TRAVERSE CITY — Northern Michigan cherry farmers are not winging it when it comes to the health of their crops.
As they prepare for the growing season, they bring in honey bees. With a short window to pollinate cherry blossoms, it’s important for farmers to help speed up the process.
Each, cherry that you eat has to be pollinated by, a bee or in some cases by the wind. Honey bees originated in Europe and were brought to North America. They are the only species that returns home, to what’s called a “bee box.”
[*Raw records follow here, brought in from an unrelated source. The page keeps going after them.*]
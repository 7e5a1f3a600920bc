mod bitboard;
mod board;
mod color;
mod file;
mod r#move;
mod piece;
mod rank;
mod role;
mod square;

pub use bitboard::*;
pub use board::*;
pub use color::*;
pub use file::*;
pub use piece::*;
pub use r#move::*;
pub use rank::*;
pub use role::*;
pub use square::*;
use derive_more::{Display, Error, From};
use serde::{Deserialize, Serialize};
use std::{fmt, str::FromStr};

/// What happens when a single explosion would destroy both kings.
#[derive(Debug, Display, Default, Copy, Clone, Eq, PartialEq, Hash, Deserialize, Serialize)]
#[cfg_attr(test, derive(test_strategy::Arbitrary))]
#[serde(rename_all = "lowercase")]
pub enum MutualDestruction {
    /// The capture is rejected as an illegal move.
    #[default]
    #[display(fmt = "forbid")]
    Forbid,

    /// The capture is played and the game ends in a draw.
    #[display(fmt = "draw")]
    Draw,
}

/// The reason why parsing [`Rules`] failed.
#[derive(Debug, Display, Eq, PartialEq, Error, From)]
#[display(fmt = "failed to parse rules configuration")]
pub struct ParseRulesError(ron::de::SpannedError);

/// Configurable aspects of the rules.
///
/// Written in [RON], e.g. `(mutual_destruction: draw)`; missing fields take their default.
///
/// [RON]: https://github.com/ron-rs/ron
#[derive(Debug, Default, Copy, Clone, Eq, PartialEq, Hash, Deserialize, Serialize)]
#[cfg_attr(test, derive(test_strategy::Arbitrary))]
#[serde(default, deny_unknown_fields)]
pub struct Rules {
    pub mutual_destruction: MutualDestruction,
}

impl fmt::Display for Rules {
    fn fmt(&self, f: &mut fmt::Formatter<'_>) -> fmt::Result {
        f.write_str(&ron::ser::to_string(self).map_err(|_| fmt::Error)?)
    }
}

impl FromStr for Rules {
    type Err = ParseRulesError;

    fn from_str(s: &str) -> Result<Self, Self::Err> {
        Ok(ron::de::from_str(s)?)
    }
}
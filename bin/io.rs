use std::fmt::Display;
use std::io::{self, BufRead, BufReader, ErrorKind, Lines, Read, Write};
use tracing::instrument;

/// A line oriented io interface.
#[derive(Debug)]
pub struct Io<W: Write, R: Read> {
    writer: W,
    reader: Lines<BufReader<R>>,
}

impl<W: Write, R: Read> Io<W, R> {
    pub fn new(writer: W, reader: R) -> Self {
        Io {
            writer,
            reader: BufReader::new(reader).lines(),
        }
    }

    /// Receive a message.
    #[instrument(level = "trace", skip(self), ret)]
    pub fn recv(&mut self) -> io::Result<String> {
        self.reader.next().ok_or(ErrorKind::UnexpectedEof)?
    }

    /// Send a message.
    #[instrument(level = "trace", skip(self, msg), err, fields(%msg))]
    pub fn send<T: Display>(&mut self, msg: T) -> io::Result<()> {
        writeln!(&mut self.writer, "{}", msg)
    }

    /// Flush the internal buffers.
    #[instrument(level = "trace", skip(self), err)]
    pub fn flush(&mut self) -> io::Result<()> {
        self.writer.flush()
    }
}
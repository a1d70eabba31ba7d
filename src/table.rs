use std::path::Path;

use tokio::{fs::File, io::AsyncWriteExt};

use crate::record::ProductRecord;
use crate::Result;

/// All scraped records in scrape order: page order, then document order within a page.
/// Duplicates are kept.
#[derive(Debug, Clone, Default, PartialEq)]
pub struct ResultTable {
    records: Vec<ProductRecord>,
}

impl ResultTable {
    pub fn new() -> Self {
        Self::default()
    }

    pub fn append(&mut self, page_records: Vec<ProductRecord>) {
        self.records.extend(page_records);
    }

    pub fn len(&self) -> usize {
        self.records.len()
    }

    pub fn is_empty(&self) -> bool {
        self.records.is_empty()
    }

    pub fn records(&self) -> &[ProductRecord] {
        &self.records
    }

    pub fn iter(&self) -> std::slice::Iter<'_, ProductRecord> {
        self.records.iter()
    }

    pub fn prices(&self) -> impl Iterator<Item = f64> + '_ {
        self.records.iter().filter_map(|r| r.price)
    }

    pub fn ratings(&self) -> impl Iterator<Item = f64> + '_ {
        self.records.iter().filter_map(|r| r.rating)
    }

    /// Writes the table to `path` as a JSON array of records.
    pub async fn write_json(&self, path: impl AsRef<Path>) -> Result<()> {
        let bytes = serde_json::to_vec_pretty(&self.records)?;
        let mut file = File::create(path).await?;
        file.write_all(&bytes).await?;
        file.flush().await?;
        Ok(())
    }
}

impl From<Vec<ProductRecord>> for ResultTable {
    fn from(records: Vec<ProductRecord>) -> Self {
        Self { records }
    }
}

impl<'a> IntoIterator for &'a ResultTable {
    type Item = &'a ProductRecord;
    type IntoIter = std::slice::Iter<'a, ProductRecord>;

    fn into_iter(self) -> Self::IntoIter {
        self.records.iter()
    }
}
use thiserror::Error;

pub type Result<T> = core::result::Result<T, Error>;

#[derive(Debug, Error)]
pub enum Error {
    #[error("No API key for the scraping proxy. Set the {} environment variable.", crate::API_KEY_VAR)]
    MissingApiKey,
    #[error("Request for {url} failed with status {status}")]
    HttpStatus {
        status: reqwest::StatusCode,
        url: String,
    },

    #[error("Page count has to be at least 1.")]
    InvalidPageCount,
    #[error("Couldn't build a selector from: {0}")]
    InvalidSelector(String),

    #[error("Io Error: {0}")]
    Io(#[from] std::io::Error),

    #[error("Reqwest Error: {0}")]
    Reqwest(#[from] reqwest::Error),

    #[error("Json Error: {0}")]
    Json(#[from] serde_json::Error),
}
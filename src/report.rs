//! Read-only numbers over a finished `ResultTable`: the metrics, distributions, leaderboards and
//! name word counts the dashboard draws.

use std::cmp::Ordering;
use std::collections::{BTreeMap, HashMap};

use crate::record::ProductRecord;
use crate::ResultTable;

pub const DEFAULT_PRICE_BINS: usize = 20;
pub const DEFAULT_TOP: usize = 10;

/// Plain English filler words. Product words such as "men" or "pack" are counted.
const STOPWORDS: &[&str] = &[
    "a", "an", "and", "by", "for", "from", "in", "of", "on", "or", "the", "to", "with",
];

#[derive(Debug, Clone, Copy, PartialEq)]
pub struct Summary {
    pub total_products: usize,
    pub average_price: Option<f64>,
    pub average_rating: Option<f64>,
}

#[derive(Debug, Clone, Copy, PartialEq)]
pub struct HistogramBin {
    pub start: f64,
    pub end: f64,
    pub count: usize,
}

/// Box-plot numbers.
#[derive(Debug, Clone, Copy, PartialEq)]
pub struct Quartiles {
    pub min: f64,
    pub q1: f64,
    pub median: f64,
    pub q3: f64,
    pub max: f64,
}

pub fn summary(table: &ResultTable) -> Summary {
    Summary {
        total_products: table.len(),
        average_price: mean(table.prices()),
        average_rating: mean(table.ratings()),
    }
}

fn mean(values: impl Iterator<Item = f64>) -> Option<f64> {
    let (sum, n) = values.fold((0.0, 0usize), |(sum, n), v| (sum + v, n + 1));
    (n > 0).then(|| sum / n as f64)
}

/// Equal-width bins spanning the present prices. The last bin is closed on the right.
pub fn price_histogram(table: &ResultTable, bins: usize) -> Vec<HistogramBin> {
    let prices: Vec<f64> = table.prices().collect();
    if prices.is_empty() || bins == 0 {
        return Vec::new();
    }
    let min = prices.iter().copied().fold(f64::INFINITY, f64::min);
    let max = prices.iter().copied().fold(f64::NEG_INFINITY, f64::max);
    if min == max {
        return vec![HistogramBin {
            start: min,
            end: max,
            count: prices.len(),
        }];
    }

    let width = (max - min) / bins as f64;
    let mut hist: Vec<HistogramBin> = (0..bins)
        .map(|i| HistogramBin {
            start: min + width * i as f64,
            end: if i + 1 == bins { max } else { min + width * (i + 1) as f64 },
            count: 0,
        })
        .collect();
    for price in prices {
        let idx = (((price - min) / width) as usize).min(bins - 1);
        hist[idx].count += 1;
    }
    hist
}

/// `None` when no record has a price.
pub fn price_quartiles(table: &ResultTable) -> Option<Quartiles> {
    let mut prices: Vec<f64> = table.prices().collect();
    if prices.is_empty() {
        return None;
    }
    prices.sort_by(f64::total_cmp);
    Some(Quartiles {
        min: prices[0],
        q1: quantile(&prices, 0.25),
        median: quantile(&prices, 0.5),
        q3: quantile(&prices, 0.75),
        max: prices[prices.len() - 1],
    })
}

/// Linear interpolation between closest ranks. `sorted` must be non-empty.
fn quantile(sorted: &[f64], q: f64) -> f64 {
    let pos = (sorted.len() - 1) as f64 * q;
    let lo = pos.floor() as usize;
    let hi = pos.ceil() as usize;
    sorted[lo] + (sorted[hi] - sorted[lo]) * (pos - lo as f64)
}

/// Ratings rounded to one decimal with how often each occurs, ascending by rating.
pub fn rating_counts(table: &ResultTable) -> Vec<(f64, usize)> {
    // Keyed by tenths so the map can order them.
    let mut counts: BTreeMap<i64, usize> = BTreeMap::new();
    for rating in table.ratings() {
        *counts.entry((rating * 10.0).round() as i64).or_default() += 1;
    }
    counts
        .into_iter()
        .map(|(tenths, count)| (tenths as f64 / 10.0, count))
        .collect()
}

pub fn top_by_price(table: &ResultTable, n: usize) -> Vec<&ProductRecord> {
    top_by(table, n, |r| r.price)
}

pub fn top_by_rating(table: &ResultTable, n: usize) -> Vec<&ProductRecord> {
    top_by(table, n, |r| r.rating)
}

/// Records with the largest `key`, descending. Records without a value are left out
/// and ties keep table order.
fn top_by(
    table: &ResultTable,
    n: usize,
    key: impl Fn(&ProductRecord) -> Option<f64>,
) -> Vec<&ProductRecord> {
    let mut ranked: Vec<(f64, &ProductRecord)> =
        table.iter().filter_map(|r| key(r).map(|v| (v, r))).collect();
    // Stable sort keeps table order for ties.
    ranked.sort_by(|a, b| b.0.partial_cmp(&a.0).unwrap_or(Ordering::Equal));
    ranked.into_iter().take(n).map(|(_, r)| r).collect()
}

/// Word counts over product names, for the word cloud. Placeholder names are skipped.
/// Sorted by count descending, then alphabetically.
pub fn word_frequencies(table: &ResultTable, n: usize) -> Vec<(String, usize)> {
    let mut counts: HashMap<String, usize> = HashMap::new();
    for name in table.iter().filter_map(|r| r.name.text()) {
        for word in name
            .split(|c: char| !c.is_alphanumeric())
            .map(str::to_lowercase)
            .filter(|w| w.chars().count() > 1 && !STOPWORDS.contains(&w.as_str()))
        {
            *counts.entry(word).or_default() += 1;
        }
    }

    let mut words: Vec<(String, usize)> = counts.into_iter().collect();
    words.sort_by(|a, b| b.1.cmp(&a.1).then_with(|| a.0.cmp(&b.0)));
    words.truncate(n);
    words
}

#[cfg(test)]
mod tests {
    use super::*;
    use crate::record::Label;

    fn record(name: Option<&str>, price: Option<f64>, rating: Option<f64>) -> ProductRecord {
        ProductRecord {
            name: name.map_or(Label::NotAvailable, |n| Label::Text(n.into())),
            price,
            discount: Label::NotAvailable,
            rating,
        }
    }

    fn sample() -> ResultTable {
        ResultTable::from(vec![
            record(Some("Men Cotton Polo T-Shirt"), Some(500.0), Some(4.3)),
            record(Some("Cotton Round Neck T-Shirt"), None, Some(4.04)),
            record(None, Some(100.0), None),
            record(Some("Printed Polo"), Some(300.0), Some(4.26)),
            record(Some("Cotton Polo"), Some(500.0), None),
        ])
    }

    #[test]
    fn summary_ignores_absent_values() {
        let s = summary(&sample());
        assert_eq!(s.total_products, 5);
        assert_eq!(s.average_price, Some(350.0));
        let avg_rating = s.average_rating.unwrap();
        assert!((avg_rating - 4.2).abs() < 1e-9);
    }

    #[test]
    fn summary_of_empty_table() {
        let s = summary(&ResultTable::new());
        assert_eq!(s.total_products, 0);
        assert_eq!(s.average_price, None);
        assert_eq!(s.average_rating, None);
    }

    #[test]
    fn histogram_covers_every_price() {
        let hist = price_histogram(&sample(), 4);
        assert_eq!(hist.len(), 4);
        assert_eq!(hist[0].start, 100.0);
        assert_eq!(hist[3].end, 500.0);
        assert_eq!(hist.iter().map(|b| b.count).collect::<Vec<_>>(), vec![1, 0, 1, 2]);
    }

    #[test]
    fn histogram_of_single_price() {
        let table = ResultTable::from(vec![record(None, Some(9.0), None), record(None, Some(9.0), None)]);
        assert_eq!(
            price_histogram(&table, DEFAULT_PRICE_BINS),
            vec![HistogramBin {
                start: 9.0,
                end: 9.0,
                count: 2
            }]
        );
        assert!(price_histogram(&ResultTable::new(), DEFAULT_PRICE_BINS).is_empty());
    }

    #[test]
    fn quartiles_interpolate() {
        let q = price_quartiles(&sample()).unwrap();
        assert_eq!(
            q,
            Quartiles {
                min: 100.0,
                q1: 250.0,
                median: 400.0,
                q3: 500.0,
                max: 500.0
            }
        );
        assert_eq!(price_quartiles(&ResultTable::new()), None);
    }

    #[test]
    fn ratings_are_rounded_and_counted() {
        assert_eq!(rating_counts(&sample()), vec![(4.0, 1), (4.3, 2)]);
    }

    #[test]
    fn leaderboards_skip_absent_and_keep_tie_order() {
        let table = sample();
        let by_price: Vec<_> = top_by_price(&table, 2).iter().map(|r| r.name.to_string()).collect();
        assert_eq!(by_price, vec!["Men Cotton Polo T-Shirt", "Cotton Polo"]);

        let by_rating = top_by_rating(&table, DEFAULT_TOP);
        assert_eq!(by_rating.len(), 3);
        assert_eq!(by_rating[0].rating, Some(4.3));
        assert_eq!(by_rating[2].rating, Some(4.04));
    }

    #[test]
    fn word_counts_from_names() {
        let words = word_frequencies(&sample(), 3);
        assert_eq!(
            words,
            vec![("cotton".to_string(), 3), ("polo".to_string(), 3), ("shirt".to_string(), 2)]
        );
    }

    #[test]
    fn product_words_are_not_stopwords() {
        let table = ResultTable::from(vec![
            record(Some("Pack of 2 Men Shirts for Men"), None, None),
            record(Some("Women and the Sea"), None, None),
        ]);
        let words = word_frequencies(&table, DEFAULT_TOP);
        assert_eq!(
            words,
            vec![
                ("men".to_string(), 2),
                ("pack".to_string(), 1),
                ("sea".to_string(), 1),
                ("shirts".to_string(), 1),
                ("women".to_string(), 1),
            ]
        );
    }
}
//! LISTING SCRAPER
//! Scrapes product listings (name, price, discount, rating) from a search-results page
//! through a scraping proxy, one page at a time, and summarizes what it found.

mod config;
mod error;
#[doc(hidden)]
pub mod macros;
pub mod parse;
pub mod process;
pub mod record;
pub mod report;
pub mod request;
pub mod table;

pub use config::ScrapeConfig;
pub use error::{Error, Result};
pub use record::{Label, ProductRecord, ScrapeRequest};
pub use table::ResultTable;

const PROXY_ENDPOINT: &str = "http://api.scraperapi.com";
const API_KEY_VAR: &str = "SCRAPER_API_KEY";
const USER_AGENT: &str = "Mozilla/5.0 (Windows NT 10.0; Win64; x64) AppleWebKit/537.36 (KHTML, like Gecko) Chrome/125.0.0.0 Safari/537.36";
/// Pause after every page attempt, in milliseconds.
const PAGE_DELAY_MS: u64 = 1000;
/// A search results page rarely holds more than this many products.
const EXPECTED_PRODUCTS_PER_PAGE: usize = 40;
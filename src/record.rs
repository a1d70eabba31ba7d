use std::fmt;

use serde::{Serialize, Serializer};

use crate::{Error, Result};

/// What the user asked for. Built once at the start of a run.
#[derive(Debug, Clone, PartialEq, Eq)]
pub struct ScrapeRequest {
    base_url: String,
    page_count: usize,
}

impl ScrapeRequest {
    pub fn new(base_url: impl Into<String>, page_count: usize) -> Result<Self> {
        if page_count == 0 {
            return Err(Error::InvalidPageCount);
        }
        Ok(Self {
            base_url: base_url.into(),
            page_count,
        })
    }

    pub fn base_url(&self) -> &str {
        &self.base_url
    }

    pub fn page_count(&self) -> usize {
        self.page_count
    }

    /// Page indices in the order they get scraped.
    pub fn pages(&self) -> std::ops::RangeInclusive<usize> {
        1..=self.page_count
    }
}

pub const NOT_AVAILABLE: &str = "Not Available";

/// A text field that is either found on the page or replaced by the "Not Available" placeholder.
#[derive(Debug, Clone, PartialEq, Eq, Hash)]
pub enum Label {
    Text(String),
    NotAvailable,
}

impl Label {
    pub fn as_str(&self) -> &str {
        match self {
            Label::Text(s) => s,
            Label::NotAvailable => NOT_AVAILABLE,
        }
    }

    pub fn text(&self) -> Option<&str> {
        match self {
            Label::Text(s) => Some(s),
            Label::NotAvailable => None,
        }
    }
}

impl fmt::Display for Label {
    fn fmt(&self, f: &mut fmt::Formatter<'_>) -> fmt::Result {
        f.write_str(self.as_str())
    }
}

impl Serialize for Label {
    fn serialize<S: Serializer>(&self, serializer: S) -> core::result::Result<S::Ok, S::Error> {
        serializer.serialize_str(self.as_str())
    }
}

/// One product block from a results page. Numeric fields are `None` when missing or unparseable.
#[derive(Debug, Clone, PartialEq, Serialize)]
pub struct ProductRecord {
    pub name: Label,
    pub price: Option<f64>,
    pub discount: Label,
    pub rating: Option<f64>,
}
“So, we have plenty of bees in the world for all of that,” says Jason Tamm from Hilbert’s Honey Co., “What we don’t have in the world is we don’t have enough bees where they need to be. So, you need beekeepers. Beekeepers will send the bees to where they need to be pollinated.”
Hilbert’s Honey Co. in Traverse City sends their bees to Florida, California and Michigan to help pollinate crops. Each bee box can contain twenty to sixty thousand bees. Third Coast Fruit Company has used imported honey bees for 4 generations.
“We are reliant on, honeybees for pollination on some of our farms for the north, on Old Mission, where we’re farming adjacent to, pine or hardwoods, or open meadows,” explains Isaiah Wunsch, CEO Third Coast Farm Co., “We we’re more reliant on the 27 or 28, native species.”
While warm weather helps bring the bees out to pollinate the trees. Full bloom can take as short as eight hours or as much as a week.
“So, what’s always nerve-wracking about pollination is that we don’t know with cherries if we’ve had good pollination for about a month,” Wunsch said. “So, after the petals fall off the trees, the next step will be the cherry that will create a little fruit. Let’s, where each blossom was. That fruit, let’s start maturing into cherries. But if the fruit wasn’t pollinated, it will just drop off in June. So, we call that the June drop.”
Mother Nature plays a big role in a harvest, but with extra help from honey bees. Farmers can keep up with demand. Hilbert’s Honey Co. serves 65 orchards in northern Michigan and they say bees are the reason we have food on our table.
“I like to tell kids that they wouldn’t have anything on their pizza if it weren’t for bees,” Tamm said. “Everything in the grocery store that’s in the produce section is going to need bees. There’s very, very little that doesn’t. So, we wouldn’t be eating with it without bees too.”